> _WHAT YOU NEED TO DO_:
Go through the lines below and transcribe each one exactly.

> _DATA LISTING_:
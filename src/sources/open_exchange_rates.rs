//! Open Exchange Rates API. Lowest-priority source: requires a paid app id,
//! configured via `OPEN_EXCHANGE_RATES_API_KEY`.

use rust_decimal::Decimal;
use serde::Deserialize;
use std::collections::HashMap;

use super::{validate_rate, FetchError, RateSource, SourceId};

const LATEST_URL: &str = "https://openexchangerates.org/api/latest.json";

pub struct OpenExchangeRatesSource {
    client: reqwest::Client,
    api_key: Option<String>,
}

#[derive(Debug, Deserialize)]
struct LatestResponse {
    rates: HashMap<String, Decimal>,
}

impl OpenExchangeRatesSource {
    pub fn new(client: reqwest::Client, api_key: Option<String>) -> Self {
        Self { client, api_key }
    }
}

#[async_trait::async_trait]
impl RateSource for OpenExchangeRatesSource {
    fn id(&self) -> SourceId {
        SourceId::OpenExchangeRates
    }

    async fn fetch(&self) -> Result<Decimal, FetchError> {
        let api_key = self
            .api_key
            .as_deref()
            .filter(|k| !k.is_empty())
            .ok_or(FetchError::MissingApiKey {
                source_id: self.id(),
            })?;

        let response = self
            .client
            .get(LATEST_URL)
            .query(&[("app_id", api_key), ("symbols", "VES")])
            .send()
            .await
            .map_err(|e| FetchError::http(self.id(), e))?
            .error_for_status()
            .map_err(|e| FetchError::http(self.id(), e))?;

        let data: LatestResponse = response
            .json()
            .await
            .map_err(|e| FetchError::parse(self.id(), e.to_string()))?;

        match data.rates.get("VES") {
            Some(rate) => validate_rate(self.id(), *rate),
            None => Err(FetchError::parse(
                self.id(),
                "VES not present in rates response",
            )),
        }
    }
}

#[cfg(test)]
mod tests {
    use super::*;

    #[tokio::test]
    async fn missing_api_key_is_a_typed_error_not_a_request() {
        let source = OpenExchangeRatesSource::new(reqwest::Client::new(), None);
        let err = source.fetch().await.unwrap_err();
        assert!(matches!(err, FetchError::MissingApiKey { .. }));

        let source = OpenExchangeRatesSource::new(reqwest::Client::new(), Some(String::new()));
        let err = source.fetch().await.unwrap_err();
        assert!(matches!(err, FetchError::MissingApiKey { .. }));
    }
}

> _RESULT OF THE TASK_:
filename src/sources/open_exchange_rates.rs
//! Open Exchange Rates API. Lowest-priority source: requires a paid app id,
//! configured via `OPEN_EXCHANGE_RATES_API_KEY`.

use rust_decimal::Decimal;
use serde::Deserialize;
use std::collections::HashMap;

use super::{validate_rate, FetchError, RateSource, SourceId};

const LATEST_URL: &str = "https://openexchangerates.org/api/latest.json";

pub struct OpenExchangeRatesSource {
    client: reqwest::Client,
    api_key: Option<String>,
}

#[derive(Debug, Deserialize)]
struct LatestResponse {
    rates: HashMap<String, Decimal>,
}

impl OpenExchangeRatesSource {
    pub fn new(client: reqwest::Client, api_key: Option<String>) -> Self {
        Self { client, api_key }
    }
}

#[async_trait::async_trait]
impl RateSource for OpenExchangeRatesSource {
    fn id(&self) -> SourceId {
        SourceId::OpenExchangeRates
    }

    async fn fetch(&self) -> Result<Decimal, FetchError> {
        let api_key = self
            .api_key
            .as_deref()
            .filter(|k| !k.is_empty())
            .ok_or(FetchError::MissingApiKey {
                source_id: self.id(),
            })?;

        let response = self
            .client
            .get(LATEST_URL)
            .query(&[("app_id", api_key), ("symbols", "VES")])
            .send()
            .await
            .map_err(|e| FetchError::http(self.id(), e))?
            .error_for_status()
            .map_err(|e| FetchError::http(self.id(), e))?;

        let data: LatestResponse = response
            .json()
            .await
            .map_err(|e| FetchError::parse(self.id(), e.to_string()))?;

        match data.rates.get("VES") {
            Some(rate) => validate_rate(self.id(), *rate),
            None => Err(FetchError::parse(
                self.id(),
                "VES not present in rates response",
            )),
        }
    }
}

#[cfg(test)]
mod tests {
    use super::*;

    #[tokio::test]
    async fn missing_api_key_is_a_typed_error_not_a_request() {
        let source = OpenExchangeRatesSource::new(reqwest::Client::new(), None);
        let err = source.fetch().await.unwrap_err();
        assert!(matches!(err, FetchError::MissingApiKey { .. }));

        let source = OpenExchangeRatesSource::new(reqwest::Client::new(), Some(String::new()));
        let err = source.fetch().await.unwrap_err();
        assert!(matches!(err, FetchError::MissingApiKey { .. }));
    }
}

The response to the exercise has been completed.